impl SegmentListState {
    pub fn new(source: Rc<dyn ContentSource>, heights: Rc<dyn HeightOracle>) -> Self {
        Self {
            inner: Rc::new(RefCell::new(SegmentListInner {
                table: SegmentTable::new(),
                locator: PositionLocator::new(),
                source,
                heights,
                pending_orders: VecDeque::new(),
                batch: None,
                reconciling: false,
                epoch: 0,
                op_listeners: Vec::new(),
                reload_listeners: Vec::new(),
                next_listener_id: 1,
            })),
        }
    }

    // ── Submission and fetch coordination ────────────────────────────────

    /// Accepts a new authoritative id order for the non-pinned span.
    ///
    /// Idle: reconciles immediately and, if unknown ids were accepted,
    /// starts the sequential fetch batch. Busy: queues the order behind
    /// the active batch; it replays once the batch drains.
    pub fn submit(&self, new_order: Vec<i64>) -> SubmitOutcome {
        {
            let mut inner = self.inner.borrow_mut();
            if inner.batch.is_some() || inner.reconciling {
                log::debug!(
                    "reconciliation active; queueing order of {} ids ({} already queued)",
                    new_order.len(),
                    inner.pending_orders.len()
                );
                inner.pending_orders.push_back(new_order);
                return SubmitOutcome::Queued;
            }
        }
        let outcome = self.reconcile_idle(&new_order);
        // Listeners may have queued re-entrant orders; replay them now
        // unless a fetch batch took over the drain.
        if !self.is_busy() {
            self.drain_pending();
        }
        outcome
    }

    /// Runs one reconciliation while no batch is active. The `reconciling`
    /// flag stays raised until either the fetch batch is installed or the
    /// outcome is final, so the single-flight gate has no window in which
    /// a re-entrant listener could start a second reconciliation.
    fn reconcile_idle(&self, new_order: &[i64]) -> SubmitOutcome {
        let (outcome, ops) = {
            let mut inner = self.inner.borrow_mut();
            inner.reconciling = true;
            let SegmentListInner { table, locator, .. } = &mut *inner;
            let mut ops = Ops::new();
            let outcome = reconcile(table, new_order, |op| ops.push(op));
            // Reconciliation only mutates the non-pinned span.
            locator.invalidate_from(table.pinned_len());
            (outcome, ops)
        };
        self.notify_ops(&ops);
        match outcome {
            ReconcileOutcome::FullReload => {
                {
                    let mut inner = self.inner.borrow_mut();
                    inner.pending_orders.clear();
                    inner.epoch += 1;
                    inner.reconciling = false;
                }
                self.notify_reload_needed();
                SubmitOutcome::FullReloadNeeded
            }
            ReconcileOutcome::Patched { new_ids } if new_ids.is_empty() => {
                self.inner.borrow_mut().reconciling = false;
                SubmitOutcome::Applied
            }
            ReconcileOutcome::Patched { new_ids } => {
                {
                    // Hand the gate from the flag to the batch in one
                    // borrow; there is never a gap between the two.
                    let mut inner = self.inner.borrow_mut();
                    inner.batch = Some(FetchBatch {
                        ids: new_ids,
                        cursor: 0,
                    });
                    inner.reconciling = false;
                }
                self.issue_next_fetch();
                SubmitOutcome::Fetching
            }
        }
    }

    /// Issues the fetch at the batch cursor. Never more than one request
    /// is in flight; the next one is issued only from the completion of
    /// the previous.
    fn issue_next_fetch(&self) {
        let (id, epoch, source) = {
            let inner = self.inner.borrow();
            let Some(batch) = &inner.batch else { return };
            (
                batch.ids[batch.cursor],
                inner.epoch,
                Rc::clone(&inner.source),
            )
        };
        let state = self.clone();
        source.fetch_segment(
            id,
            Box::new(move |result| state.fetch_completed(epoch, id, result)),
        );
    }

    /// Applies one fetch result and advances the batch.
    fn fetch_completed(&self, epoch: u64, id: i64, result: Result<SegmentContent, FetchError>) {
        let mut ops = Ops::new();
        let batch_done = {
            let mut inner = self.inner.borrow_mut();
            if inner.epoch != epoch {
                log::debug!("dropping stale fetch completion for segment {id}");
                return;
            }
            let done = match inner.batch.as_mut() {
                None => return,
                Some(batch) => {
                    debug_assert_eq!(batch.ids.get(batch.cursor), Some(&id));
                    batch.cursor += 1;
                    batch.cursor == batch.ids.len()
                }
            };
            match result {
                Ok(content) if content.size > 0 => {
                    // Accepted new ids are a contiguous tail run, so each
                    // resolved segment lands at the current end of the
                    // table; batch mutual exclusion keeps that index valid
                    // across the whole drain.
                    let at = inner.table.len();
                    let kind = if content.kind.is_pinned() {
                        debug_assert!(false, "fetched segment {id} claims a pinned kind");
                        SegmentKind::Regular
                    } else {
                        content.kind
                    };
                    let segment = Segment::new(content.id, kind, content.size);
                    ops.push(inner.table.insert(at, segment));
                    inner.locator.invalidate_from(at);
                }
                Ok(content) => {
                    log::debug!("segment {} resolved with no items; skipping", content.id);
                }
                Err(err) => {
                    log::warn!("fetch for segment {id} failed: {err}; skipping");
                }
            }
            if done {
                inner.batch = None;
            }
            done
        };
        self.notify_ops(&ops);
        if batch_done {
            self.drain_pending();
        } else {
            self.issue_next_fetch();
        }
    }

    /// Replays queued orders, oldest first, until one starts a new batch,
    /// one downgrades to a full reload, or the queue is empty.
    fn drain_pending(&self) {
        loop {
            let next = self.inner.borrow_mut().pending_orders.pop_front();
            let Some(order) = next else { return };
            match self.reconcile_idle(&order) {
                SubmitOutcome::Fetching | SubmitOutcome::FullReloadNeeded => return,
                SubmitOutcome::Applied | SubmitOutcome::Queued => {}
            }
        }
    }

    /// Whether a fetch batch is currently draining.
    pub fn is_busy(&self) -> bool {
        self.inner.borrow().batch.is_some()
    }

    /// Number of authoritative orders waiting behind the active batch.
    pub fn pending_order_count(&self) -> usize {
        self.inner.borrow().pending_orders.len()
    }

    // ── Direct content pushes ────────────────────────────────────────────

    /// Applies a "pinned content changed" push (recents updated, favorites
    /// changed, a chat's own set appearing): creates the pinned segment at
    /// its canonical slot, resizes it in place, or removes it when `size`
    /// is 0. Pinned segments never take part in order reconciliation.
    pub fn set_pinned(&self, kind: SegmentKind, size: u32) {
        self.apply_pinned(kind, size, true);
    }

    /// Like [`set_pinned`](Self::set_pinned), but the segment renders no
    /// header row and occupies exactly `size` flat slots.
    pub fn set_pinned_headless(&self, kind: SegmentKind, size: u32) {
        self.apply_pinned(kind, size, false);
    }

    fn apply_pinned(&self, kind: SegmentKind, size: u32, has_header: bool) {
        assert!(kind.is_pinned(), "set_pinned called with {kind:?}");
        let make = |size| {
            if has_header {
                Segment::new(SYNTHETIC_SEGMENT_ID, kind, size)
            } else {
                Segment::headless(SYNTHETIC_SEGMENT_ID, kind, size)
            }
        };
        let mut ops = Ops::new();
        {
            let mut inner = self.inner.borrow_mut();
            let existing = inner
                .table
                .segments()
                .iter()
                .position(|seg| seg.kind == kind);
            match existing {
                Some(index) if size == 0 => {
                    let (_, op) = inner.table.remove(index);
                    ops.push(op);
                    inner.locator.invalidate_from(index);
                }
                Some(index) if inner.table.segments()[index].has_header() != has_header => {
                    // Header style changed: replace in place.
                    let (_, op) = inner.table.remove(index);
                    ops.push(op);
                    ops.push(inner.table.insert(index, make(size)));
                    inner.locator.invalidate_from(index);
                }
                Some(index) => {
                    if inner.table.segments()[index].size() != size {
                        ops.push(inner.table.resize(index, size));
                        inner.locator.invalidate_from(index);
                    }
                }
                None if size == 0 => {}
                None => {
                    let rank = kind.pinned_rank();
                    let at = inner
                        .table
                        .segments()
                        .iter()
                        .take_while(|seg| seg.kind.is_pinned() && seg.kind.pinned_rank() < rank)
                        .count();
                    ops.push(inner.table.insert(at, make(size)));
                    inner.locator.invalidate_from(at);
                }
            }
        }
        self.notify_ops(&ops);
    }

    /// Replaces the whole non-pinned span with freshly derived contents:
    /// the caller's reaction to a [`SubmitOutcome::FullReloadNeeded`].
    ///
    /// Clears the pending queue, abandons the active batch, and
    /// invalidates any still-in-flight completions.
    pub fn apply_full_reload(&self, packs: &[SegmentContent]) {
        let mut ops = Ops::new();
        {
            let mut inner = self.inner.borrow_mut();
            inner.epoch += 1;
            inner.batch = None;
            inner.pending_orders.clear();
            let pinned = inner.table.pinned_len();
            while inner.table.len() > pinned {
                let last = inner.table.len() - 1;
                let (_, op) = inner.table.remove(last);
                ops.push(op);
            }
            for content in packs {
                if content.size == 0 || content.kind.is_pinned() {
                    continue;
                }
                let at = inner.table.len();
                let segment = Segment::new(content.id, content.kind, content.size);
                ops.push(inner.table.insert(at, segment));
            }
            inner.locator.invalidate_from(pinned);
        }
        self.notify_ops(&ops);
    }

    // ── Queries ──────────────────────────────────────────────────────────

    /// Resolves a flat position to its owning segment index.
    pub fn segment_for_position(&self, flat_position: u32) -> Option<usize> {
        let mut inner = self.inner.borrow_mut();
        let SegmentListInner { table, locator, .. } = &mut *inner;
        locator.segment_for_position(table, flat_position)
    }

    /// Pixel offset from the top of the list to the segment's start, per
    /// the height oracle.
    pub fn offset_for(&self, segment_index: usize) -> u32 {
        let inner = self.inner.borrow();
        ScrollAnchorTracker::new(&inner.table, &*inner.heights).offset_for(segment_index)
    }

    /// Flat index of the segment's header/anchor item, for
    /// scroll-to-segment.
    pub fn flat_start_of(&self, segment_index: usize) -> Option<u32> {
        self.inner
            .borrow()
            .table
            .get(segment_index)
            .map(|seg| seg.start_index())
    }

    /// Segment index of a non-pinned id, if present.
    pub fn segment_index_of_id(&self, id: i64) -> Option<usize> {
        self.inner.borrow().table.index_of_id(id)
    }

    /// Total flat slots across all segments.
    pub fn flat_len(&self) -> u32 {
        self.inner.borrow().table.flat_len()
    }

    /// Number of segments.
    pub fn segment_count(&self) -> usize {
        self.inner.borrow().table.len()
    }

    /// Runs a closure against the table; the read-side equivalent of the
    /// op stream, mostly for assertions and diagnostics.
    pub fn with_table<T>(&self, f: impl FnOnce(&SegmentTable) -> T) -> T {
        f(&self.inner.borrow().table)
    }

    // ── Listener registry ────────────────────────────────────────────────

    /// Registers a flat-list mutation listener; returns an id for
    /// [`remove_range_op_listener`](Self::remove_range_op_listener).
    pub fn add_range_op_listener(&self, listener: Rc<dyn Fn(&RangeOp)>) -> u64 {
        let mut inner = self.inner.borrow_mut();
        let id = inner.next_listener_id;
        inner.next_listener_id += 1;
        inner.op_listeners.push((id, listener));
        id
    }

    pub fn remove_range_op_listener(&self, id: u64) {
        self.inner
            .borrow_mut()
            .op_listeners
            .retain(|(listener_id, _)| *listener_id != id);
    }

    /// Registers a listener for full-reload downgrades. Needed for queued
    /// orders: their reconciliation runs after the submit call returned,
    /// so a downgrade there cannot be reported as a return value.
    pub fn add_full_reload_listener(&self, listener: Rc<dyn Fn()>) -> u64 {
        let mut inner = self.inner.borrow_mut();
        let id = inner.next_listener_id;
        inner.next_listener_id += 1;
        inner.reload_listeners.push((id, listener));
        id
    }

    pub fn remove_full_reload_listener(&self, id: u64) {
        self.inner
            .borrow_mut()
            .reload_listeners
            .retain(|(listener_id, _)| *listener_id != id);
    }

    /// Clones listeners out of the borrow before calling them, so a
    /// listener can re-enter the state.
    fn notify_ops(&self, ops: &[RangeOp]) {
        if ops.is_empty() {
            return;
        }
        let listeners: Vec<Rc<dyn Fn(&RangeOp)>> = self
            .inner
            .borrow()
            .op_listeners
            .iter()
            .map(|(_, listener)| Rc::clone(listener))
            .collect();
        for op in ops {
            for listener in &listeners {
                listener(op);
            }
        }
    }

    fn notify_reload_needed(&self) {
        let listeners: Vec<Rc<dyn Fn()>> = self
            .inner
            .borrow()
            .reload_listeners
            .iter()
            .map(|(_, listener)| Rc::clone(listener))
            .collect();
        for listener in listeners {
            listener();
        }
    }
}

++++++++++

_What the task asks_: Take the line that holds "pub fn add_full_reload_listener(&self, listener: Rc<dyn" as the first and the last line of the material as the final one. Print that span exactly, both ends included.

_The completed task_:
    pub fn add_full_reload_listener(&self, listener: Rc<dyn Fn()>) -> u64 {
        let mut inner = self.inner.borrow_mut();
        let id = inner.next_listener_id;
        inner.next_listener_id += 1;
        inner.reload_listeners.push((id, listener));
        id
    }

    pub fn remove_full_reload_listener(&self, id: u64) {
        self.inner
            .borrow_mut()
            .reload_listeners
            .retain(|(listener_id, _)| *listener_id != id);
    }

    /// Clones listeners out of the borrow before calling them, so a
    /// listener can re-enter the state.
    fn notify_ops(&self, ops: &[RangeOp]) {
        if ops.is_empty() {
            return;
        }
        let listeners: Vec<Rc<dyn Fn(&RangeOp)>> = self
            .inner
            .borrow()
            .op_listeners
            .iter()
            .map(|(_, listener)| Rc::clone(listener))
            .collect();
        for op in ops {
            for listener in &listeners {
                listener(op);
            }
        }
    }

    fn notify_reload_needed(&self) {
        let listeners: Vec<Rc<dyn Fn()>> = self
            .inner
            .borrow()
            .reload_listeners
            .iter()
            .map(|(_, listener)| Rc::clone(listener))
            .collect();
        for listener in listeners {
            listener();
        }
    }
}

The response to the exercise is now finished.